What are the skills we will need in the future?
The second day began with a videoconference master class about Skills for Sustainable Professional Growth by David Timis, a well-known communication consultant and keynote speaker from Romania. He pointed out the importance of focusing on skills rather than job types, as their importance is easier to predict and they are transferable, while “jobs come and go”. While he cannot detect a shortage of jobs in the future, he is convinced that many people lack the skills to do these jobs. In the future, people will spend less time with physical work, as those tasks might be handled by automation and AI. Meanwhile, humans will work in areas in which they do what makes them human, areas in which communication, creative work, social and emotional skills matter the most. In these fields, machines will not be able to learn to replace us. We also addressed the topic of the gender gap, and how to reduce it thanks to digital technology skills, with the engineer and consultant Karen Pesse. In addition, the participants got the chance to explore the topic of systems thinking with Hrishabh Sandilya: they had to draft a plan for a fictitious Norwegian city called “ Roak”, to switch from a polluting industry to a more environmentally friendly one. Afterwards, Hrishabh Sandilya presented tools, packages, and methods for social innovation such as; design thinking, DIY mentality, circular economy, bootcamps, hackathons etc. For the last masterclass of the day, David Timis talked about how to stay safe online: as he used to worked at Google helping to protect politicians from hacking attacks, he drew the participants’ attention on the need to protect oneself online, because – as he taught us – “everybody is at risk”.
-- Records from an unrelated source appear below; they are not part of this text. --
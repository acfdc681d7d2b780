//! Option negotiation for both ends of a connection.
//!
//! The initiator sends its [`Options`] before any codec frames; the
//! responder validates them and either binds the chosen codec or closes the
//! connection without sending anything back.

use tokio::io::{AsyncRead, AsyncWrite, AsyncWriteExt};
use tracing::{debug, warn};

use super::conn::{ConnReader, ConnWriter, split};
use super::Config;
use crate::protocol::metrics::Metrics;
use crate::protocol::{CodecRegistry, Error, Options, Result, read_options, write_options};

/// Send `options` on a fresh connection and bind the negotiated codec.
///
/// The codec must be known locally; an unknown codec is rejected before
/// anything is written.
pub async fn initiate<S>(
    stream: S,
    options: &Options,
    config: &Config,
    registry: &CodecRegistry,
) -> Result<(ConnReader, ConnWriter)>
where
    S: AsyncRead + AsyncWrite + Send + 'static,
{
    let Some(codec) = registry.get(&options.codec_type) else {
        return Err(Error::UnknownCodec(options.codec_type.to_string()));
    };

    let (reader, mut writer) = split(stream);
    if let Err(err) = write_options(&mut writer, options).await {
        warn!(error = %err, "failed to send options");
        let _ = writer.shutdown().await;
        return Err(err);
    }
    debug!(codec = %options.codec_type, "options sent");

    Ok((
        ConnReader::new(reader, codec.clone(), config.max_frame_size),
        ConnWriter::new(writer, codec, config.max_frame_size),
    ))
}

/// Read and validate the peer's options, then bind the negotiated codec.
///
/// Any failure shuts the connection down; no response is ever sent, since
/// no framing was agreed.
pub async fn respond<S>(
    stream: S,
    config: &Config,
    registry: &CodecRegistry,
) -> Result<(Options, ConnReader, ConnWriter)>
where
    S: AsyncRead + AsyncWrite + Send + 'static,
{
    let (mut reader, mut writer) = split(stream);

    let negotiated = match read_options(&mut reader, config.max_option_size).await {
        Ok(options) => options.validate(registry).map(|()| options),
        Err(err) => Err(err),
    };

    let options = match negotiated {
        Ok(options) => options,
        Err(err) => {
            Metrics::record_rejected_handshake();
            let _ = writer.shutdown().await;
            return Err(err);
        }
    };

    let Some(codec) = registry.get(&options.codec_type) else {
        let _ = writer.shutdown().await;
        return Err(Error::UnknownCodec(options.codec_type.to_string()));
    };
    debug!(codec = %options.codec_type, "options accepted");

    Ok((
        options,
        ConnReader::new(reader, codec.clone(), config.max_frame_size),
        ConnWriter::new(writer, codec, config.max_frame_size),
    ))
}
Thora Oskarsdottir, the Director of Fabrication Lab (FAB LAB) Iceland, hosted the participants for the study visit of the 3rd day in the FabLab premises. We talked about mycelium and biodegradable materials in general, and how FABLAB is using it to create new innovative products that can help in achieving environmental sustainability goals. The participants were asked to join brainstorming groups to think of new innovations and create prototypes with mycelium before presenting their projects for a jury to select a winner. The day continued back at the University with a masterclass by Nelson Javier Mejia, a Salvadoran innovation specialist. In an interactive session, participants got to explore what we need to do to generate a positive impact in the world. Companies think of innovation as reputation, marketing, revenue, KPIs, but these are taking us away from the core of innovation. To explain further, he also introduced his new invention, a helmet that he believes is a metaphor that helps us understand what innovation is: the person who wears the helmet is “adopting the mindset of an innovator“, as Nelson states, “innovation is a mindset”. If you have the right mindset, knowledge, and skills along with resources and networks, then there is a way forward to being successful innovators.
The event finished on a high point with a cultural day trip to the Golden Circle, and a Closing Ceremony in the Harpa concert hall, known for its distinctive colored glass facade inspired by the basalt landscape of Iceland.